Social media algorithms are built for workout content. Instagram and TikTok love to show us bodies, preferably thin (or fat-but-getting-thinner), able, white bodies. These bodies are often caught in mirror selfies, or shot from above, with the camera angled down into cleavage. The algorithm loves a thin, bikini-clad woman jumping off a dock. It loves sweaty visible abs and a sucked-in stomach. It loves workouts shot in time lapse, #grind, and #progressnotperfection (accompanied by an image that approximates perfection). The algorithm will show these posts to many more people, many more times, than they will your post of your houseplants or your cute dog. This is why posting workout selfies, even if you are not an official Influencer, is a sure-fire way to get a load of likes and validation for this thing you’re doing.
And is that so bad? You may think, well I don’t have visible abs, or I’m not an influencer, I’m just a dude who does a lot of triathlons, why can’t I post about my cool hobby? But remember that thin is not a personal preference. We live in a culture that equates exercise with weight loss and athleticism with thinness. We are also taught to place moral value on exercise; to revere both the hard work and the pleasure of physical activity as somehow better than any other kind of work or pleasure. We celebrate bodies that excel at exercise even though that means we’re also placing far less value on disabled bodies, fat bodies, and any other bodies that don’t excel at exercise.
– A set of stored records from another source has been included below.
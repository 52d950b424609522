//! Rule restricting which CompositionLocals a codebase declares.
//!
//! # Rationale
//!
//! CompositionLocals are implicit dependencies: callers cannot see them in
//! a composable's signature. New ones should be rare and deliberate.
//!
//! # Configuration
//!
//! - `allowedCompositionLocals`: names that may be declared
//!
//! # Suppression
//!
//! - `@Suppress("CompositionLocalAllowlist")` on the property or file
//! - `// compose-lint: allow(composition-local-allowlist)` comment

use compose_lint_core::kotlin::Property;
use compose_lint_core::syntax::{kinds, Node};
use compose_lint_core::{ConfigResolver, Emitter, Rule};

use crate::support::is_composition_local;

/// Rule code for composition-local-allowlist.
pub const CODE: &str = "CL002";

/// Rule name for composition-local-allowlist.
pub const NAME: &str = "composition-local-allowlist";

/// Flags CompositionLocal declarations missing from the allow-list.
#[derive(Debug, Clone, Copy, Default)]
pub struct CompositionLocalAllowlist;

impl CompositionLocalAllowlist {
    /// Creates the rule.
    #[must_use]
    pub fn new() -> Self {
        Self
    }
}

impl Rule for CompositionLocalAllowlist {
    fn name(&self) -> &'static str {
        NAME
    }

    fn code(&self) -> &'static str {
        CODE
    }

    fn description(&self) -> &'static str {
        "Only allow-listed CompositionLocals may be declared"
    }

    fn visit_file(&self, file: Node<'_>, emitter: &mut dyn Emitter, config: &ConfigResolver<'_>) {
        let allowed = config.get_set("allowedCompositionLocals", &[]);
        for property in file
            .find_descendants(kinds::PROPERTY_DECLARATION)
            .filter_map(Property::from_node)
            .filter(is_composition_local)
        {
            let Some(name) = property.name() else {
                continue;
            };
            if allowed.contains(name) {
                continue;
            }
            emitter.report(
                property.node(),
                &format!(
                    "CompositionLocals are implicit dependencies of composables and creating new ones should be avoided. \
                     If `{name}` is really needed, add it to `allowedCompositionLocals`."
                ),
                false,
            );
        }
    }
}

#[cfg(test)]
mod tests {
    use super::*;
    use crate::testing::{check_code, check_code_with, lines};

    const SOURCE: &str = r"
val LocalUser = compositionLocalOf { User.Guest }

private val LocalTheme = staticCompositionLocalOf { Theme() }

val LocalNotALocal = listOf(1, 2)
";

    #[test]
    fn test_detects_new_composition_locals() {
        let violations = check_code(CompositionLocalAllowlist::new(), SOURCE);
        assert_eq!(lines(&violations), vec![2, 4]);
        assert!(violations[0].message.contains("`LocalUser`"));
    }

    #[test]
    fn test_allow_list_is_respected() {
        let violations = check_code_with(
            CompositionLocalAllowlist::new(),
            SOURCE,
            r#"allowedCompositionLocals = ["LocalTheme"]"#,
        );
        assert_eq!(lines(&violations), vec![2]);
    }
}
Some workout content clearly and deliberately leans into all of this: Lexi Reed’s weight loss journey, of course. See also, posting your calories burned or pounds dropped. But we’re leaning in as well anytime we engage in the vernacular of weight loss and body shaming—“cheat day!” “gotta earn those margs!”—whether or not we’ve stated an explicit weight loss goal. These tropes all perpetuate ableism and anti-fat bias because they demonstrate your desire to not be fat or disabled.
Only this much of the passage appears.